En outre, 87 en rupture sociale, dont sept filles et 63 garçons, ont été placés dans des établissements de protection des ONG partenaires, 67 s’adonnant au commerce ambulatoire ont été interceptés et ramenés en famille après des séances de sensibilisation sur les dangers qu’ils encourent, 22 filles impliquées dans la prostitution ont été sensibilisées sur leur activité et conduite en famille.
Quels sont les défis particuliers dans la mise en œuvre de votre mission?
Notre défi est de sensibiliser les parents sur ce phénomène des enfants dans la rue. Aussi, la communication parents-enfants doit être instaurée dans les familles, car les adolescents doivent pouvoir faire confiance en leurs parents, leurs tuteurs…Ils doivent avoir un modèle de réussite digne, qui les poussera plus haut dans la vie. Dans le cas contraire, ils sont exposés à la drogue, aux violences basées sur le genre, la délinquance, etc.
De nombreux besoins également?
Nos besoins sont multiformes, à savoir, des vivres et non vivres, des équipements pour les différents ateliers (bois, barres de fer, semences agricoles, poussins, porcelets… et les accessoires connexes à chaque atelier pour le cas d’Amigo Doumé par exemple. Aussi, il faut des efforts financiers pour renforcer/recruter davantage d’encadreurs sur nos différents sites…

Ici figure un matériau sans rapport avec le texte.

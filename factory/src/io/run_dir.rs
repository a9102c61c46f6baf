//! Per-run artifact directory (`.factory/runs/<run-id>/`).
//!
//! Artifacts are product output, independent of `RUST_LOG`:
//!
//! ```text
//! task.md               task description as given
//! config.json           resolved run configuration
//! prompt-iter-N.md      prompt sent to the agent
//! agent-iter-N.log      agent stdout/stderr
//! checks-iter-N.log     local verification output
//! ci-iter-N.json        last CI snapshot for the iteration
//! ci-iter-N.log         CI failure detail (only on failure)
//! iterations.jsonl      append-only iteration records
//! result.json           terminal run result
//! score.json            evaluator output (when scored)
//! ```

use std::fs::{self, OpenOptions};
use std::io::Write;
use std::path::{Path, PathBuf};

use anyhow::{Context, Result};
use serde::Serialize;
use serde::de::DeserializeOwned;
use tracing::debug;

use crate::core::types::{IterationRecord, RunResult};
use crate::io::config::STATE_DIR;

#[derive(Debug, Clone)]
pub struct RunDir {
    root: PathBuf,
}

impl RunDir {
    pub fn create(root: impl Into<PathBuf>) -> Result<Self> {
        let root = root.into();
        fs::create_dir_all(&root).with_context(|| format!("create run dir {}", root.display()))?;
        Ok(Self { root })
    }

    /// Open an existing run directory without creating it.
    pub fn open(root: impl Into<PathBuf>) -> Self {
        Self { root: root.into() }
    }

    pub fn path(&self) -> &Path {
        &self.root
    }

    pub fn task_path(&self) -> PathBuf {
        self.root.join("task.md")
    }

    pub fn config_path(&self) -> PathBuf {
        self.root.join("config.json")
    }

    pub fn prompt_path(&self, iter: u32) -> PathBuf {
        self.root.join(format!("prompt-iter-{iter}.md"))
    }

    pub fn agent_log_path(&self, iter: u32) -> PathBuf {
        self.root.join(format!("agent-iter-{iter}.log"))
    }

    pub fn checks_log_path(&self, iter: u32) -> PathBuf {
        self.root.join(format!("checks-iter-{iter}.log"))
    }

    pub fn ci_snapshot_path(&self, iter: u32) -> PathBuf {
        self.root.join(format!("ci-iter-{iter}.json"))
    }

    pub fn ci_log_path(&self, iter: u32) -> PathBuf {
        self.root.join(format!("ci-iter-{iter}.log"))
    }

    pub fn iterations_path(&self) -> PathBuf {
        self.root.join("iterations.jsonl")
    }

    pub fn result_path(&self) -> PathBuf {
        self.root.join("result.json")
    }

    pub fn score_path(&self) -> PathBuf {
        self.root.join("score.json")
    }

    pub fn write_task(&self, text: &str) -> Result<()> {
        write_text(&self.task_path(), text)
    }

    pub fn write_prompt(&self, iter: u32, prompt: &str) -> Result<()> {
        write_text(&self.prompt_path(iter), prompt)
    }

    pub fn write_ci_log(&self, iter: u32, text: &str) -> Result<()> {
        write_text(&self.ci_log_path(iter), text)
    }

    pub fn write_ci_snapshot<T: Serialize>(&self, iter: u32, snapshot: &T) -> Result<()> {
        write_json_atomic(&self.ci_snapshot_path(iter), snapshot)
    }

    pub fn write_config<T: Serialize>(&self, config: &T) -> Result<()> {
        write_json_atomic(&self.config_path(), config)
    }

    /// Append one record as a JSON line; earlier lines are never rewritten.
    pub fn append_iteration(&self, record: &IterationRecord) -> Result<()> {
        let path = self.iterations_path();
        let mut line = serde_json::to_string(record).context("serialize iteration record")?;
        line.push('\n');
        let mut file = OpenOptions::new()
            .create(true)
            .append(true)
            .open(&path)
            .with_context(|| format!("open {}", path.display()))?;
        file.write_all(line.as_bytes())
            .with_context(|| format!("append {}", path.display()))?;
        debug!(iter = record.ordinal, "iteration record appended");
        Ok(())
    }

    pub fn load_iterations(&self) -> Result<Vec<IterationRecord>> {
        let path = self.iterations_path();
        if !path.exists() {
            return Ok(Vec::new());
        }
        let contents =
            fs::read_to_string(&path).with_context(|| format!("read {}", path.display()))?;
        contents
            .lines()
            .filter(|line| !line.trim().is_empty())
            .enumerate()
            .map(|(i, line)| {
                serde_json::from_str(line)
                    .with_context(|| format!("parse {} line {}", path.display(), i + 1))
            })
            .collect()
    }

    pub fn write_result(&self, result: &RunResult) -> Result<()> {
        debug!(run_id = %result.run_id, status = %result.status, "writing run result");
        write_json_atomic(&self.result_path(), result)
    }

    pub fn load_result(&self) -> Result<RunResult> {
        read_json(&self.result_path())
    }
}

/// Keep run artifacts out of commits: `.factory/.gitignore` ignores everything.
pub fn ensure_state_gitignore(workdir: &Path) -> Result<()> {
    let dir = workdir.join(STATE_DIR);
    fs::create_dir_all(&dir).with_context(|| format!("create {}", dir.display()))?;
    let path = dir.join(".gitignore");
    if path.exists() {
        return Ok(());
    }
    fs::write(&path, "*\n").with_context(|| format!("write {}", path.display()))
}

pub fn read_json<T: DeserializeOwned>(path: &Path) -> Result<T> {
    let contents = fs::read_to_string(path).with_context(|| format!("read {}", path.display()))?;
    serde_json::from_str(&contents).with_context(|| format!("parse {}", path.display()))
}

/// Pretty JSON with trailing newline, written via temp file + rename.
pub fn write_json_atomic<T: Serialize>(path: &Path, value: &T) -> Result<()> {
    let mut buf = serde_json::to_string_pretty(value).context("serialize json")?;
    buf.push('\n');
    let parent = path
        .parent()
        .with_context(|| format!("path missing parent {}", path.display()))?;
    fs::create_dir_all(parent).with_context(|| format!("create directory {}", parent.display()))?;
    let tmp_path = path.with_extension("json.tmp");
    fs::write(&tmp_path, buf).with_context(|| format!("write temp {}", tmp_path.display()))?;
    fs::rename(&tmp_path, path).with_context(|| format!("replace {}", path.display()))?;
    Ok(())
}

fn write_text(path: &Path, text: &str) -> Result<()> {
    fs::write(path, text).with_context(|| format!("write {}", path.display()))
}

Les enfants dans la rue sont nombreux et nous faisons de notre mieux pour multiplier les maraudes pour les sortir de leur situation de précarité, de vulnérabilité. Il faut les protéger. Cette prise en charge peut être estimée au bas mot à plus d’un million FCFA/an par enfant. Le besoin financier est énorme et spécifique à chaque enfant. Nous demandons l’aide de personnes de bonne volonté, de fondations à soutenir cet idéal qui est d’assister les enfants et les adolescents à s’éloigner du vandalisme, de la drogue, des crimes, etc. Et par-delà, faire d’eux de futurs citoyens heureux et responsables.